Quantas vezes lhe digo, que tenha juízo
que a mania dos copos só lhe faz mal,
que a preguiça não paga, que o trabalho é preciso
ele encolhe-me os ombros num desprezo total
este tipo é assim.
Qual o nome final
deste amigo que eu canto?
Pois claro – é Portugal!
_Bravo! _Bravo! _Bravo! _Bravo! _Bravo! _Bravo!
Aplaudimos, quando gostamos, batemos palmas, quando sentimos a chama imensa a deflagrar dento de nós, mas quando nos sentamos, e o espectáculo vai começar, a primeira emoção é despoletada pelo cantor, a aparência, a presença, a forma de estar, sentir, comunicar, a roupa!
Segundo a corrente «dândi», a roupa antecipa a nossa identidade, é o fundo de uma aparência que nos antecede, que nos classifica e que nos julga! _Só os tolos não julgam pelas aparências, como disse o «dândi» Óscar Wilde (escritor_1854-1900).
Depois vem a música, os acordes, o som malabarista, e, seguidamente em paralelo, o cantar, o timbre, as palavras, a vivência, a mensagem (Viva quem canta, que quem canta é quem diz, quem diz o que vai no peito, no peito vai-me um País! encanta Pedro Barroso).

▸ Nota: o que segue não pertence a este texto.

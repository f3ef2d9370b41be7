//! Output store for rendered artifacts.

use std::collections::HashMap;

use async_trait::async_trait;
use s3::creds::Credentials;
use s3::{Bucket, Region};
use tokio::sync::Mutex;

#[derive(Debug, thiserror::Error)]
pub enum StorageError {
    #[error("S3 operation failed: {0}")]
    S3(#[from] s3::error::S3Error),

    #[error("Storage configuration error: {0}")]
    Config(String),

    #[error("object not found: {0}")]
    NotFound(String),
}

/// Durable storage for rendered artifacts, keyed by an output reference.
/// Keys are write-once per job; the version-guarded success transition gates
/// which attempt gets to publish.
#[async_trait]
pub trait OutputStore: Send + Sync {
    async fn put(&self, key: &str, data: &[u8], content_type: &str) -> Result<(), StorageError>;

    async fn get(&self, key: &str) -> Result<Vec<u8>, StorageError>;
}

/// S3-compatible object storage client.
pub struct S3OutputStore {
    bucket: Box<Bucket>,
}

impl S3OutputStore {
    pub fn new(
        bucket_name: &str,
        endpoint: &str,
        access_key: &str,
        secret_key: &str,
    ) -> Result<Self, StorageError> {
        let region = Region::Custom {
            region: "auto".to_string(),
            endpoint: endpoint.to_string(),
        };

        let credentials = Credentials::new(Some(access_key), Some(secret_key), None, None, None)
            .map_err(|e| StorageError::Config(e.to_string()))?;

        let bucket = Bucket::new(bucket_name, region, credentials)
            .map_err(|e| StorageError::Config(e.to_string()))?;

        Ok(Self { bucket })
    }
}

#[async_trait]
impl OutputStore for S3OutputStore {
    async fn put(&self, key: &str, data: &[u8], content_type: &str) -> Result<(), StorageError> {
        self.bucket
            .put_object_with_content_type(key, data, content_type)
            .await
            .map_err(StorageError::S3)?;
        Ok(())
    }

    async fn get(&self, key: &str) -> Result<Vec<u8>, StorageError> {
        let response = self.bucket.get_object(key).await.map_err(StorageError::S3)?;
        Ok(response.to_vec())
    }
}

/// In-memory output store for single-process deployments and tests.
#[derive(Default)]
pub struct MemoryOutputStore {
    objects: Mutex<HashMap<String, Vec<u8>>>,
}

impl MemoryOutputStore {
    pub fn new() -> Self {
        Self::default()
    }
}

#[async_trait]
impl OutputStore for MemoryOutputStore {
    async fn put(&self, key: &str, data: &[u8], _content_type: &str) -> Result<(), StorageError> {
        self.objects
            .lock()
            .await
            .insert(key.to_string(), data.to_vec());
        Ok(())
    }

    async fn get(&self, key: &str) -> Result<Vec<u8>, StorageError> {
        self.objects
            .lock()
            .await
            .get(key)
            .cloned()
            .ok_or_else(|| StorageError::NotFound(key.to_string()))
    }
}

Na CANTIGA, um hit intemporal, mágico, um momento único, por um momento intenso, conjuguemos/saboreando, as palavras de Ary, a música de Fernando Tordo e a magistral, soberba e delicada interpretação de Carlos do Carmo
(a comemorar 50 anos de carreira), ao mais alto nível, um momento demais, a voz (the voice) imaculada:
Esperando que o espectáculo que presta o tributo a José Carlos Ary dos Santos (assinala os 75 anos do nascimento), traga a magia da palavra, envolta num despertar consciente da sua mensagem, independente do seu tom, valorizando-se o caminho desperto/escorreito e actual do poeta, homem, com as palavras nas cantigas!
Aos Beijos e Abraços, v/Devoto Incensador de Mil Deidades, PauloCraveiro_oBispo_07Nov13.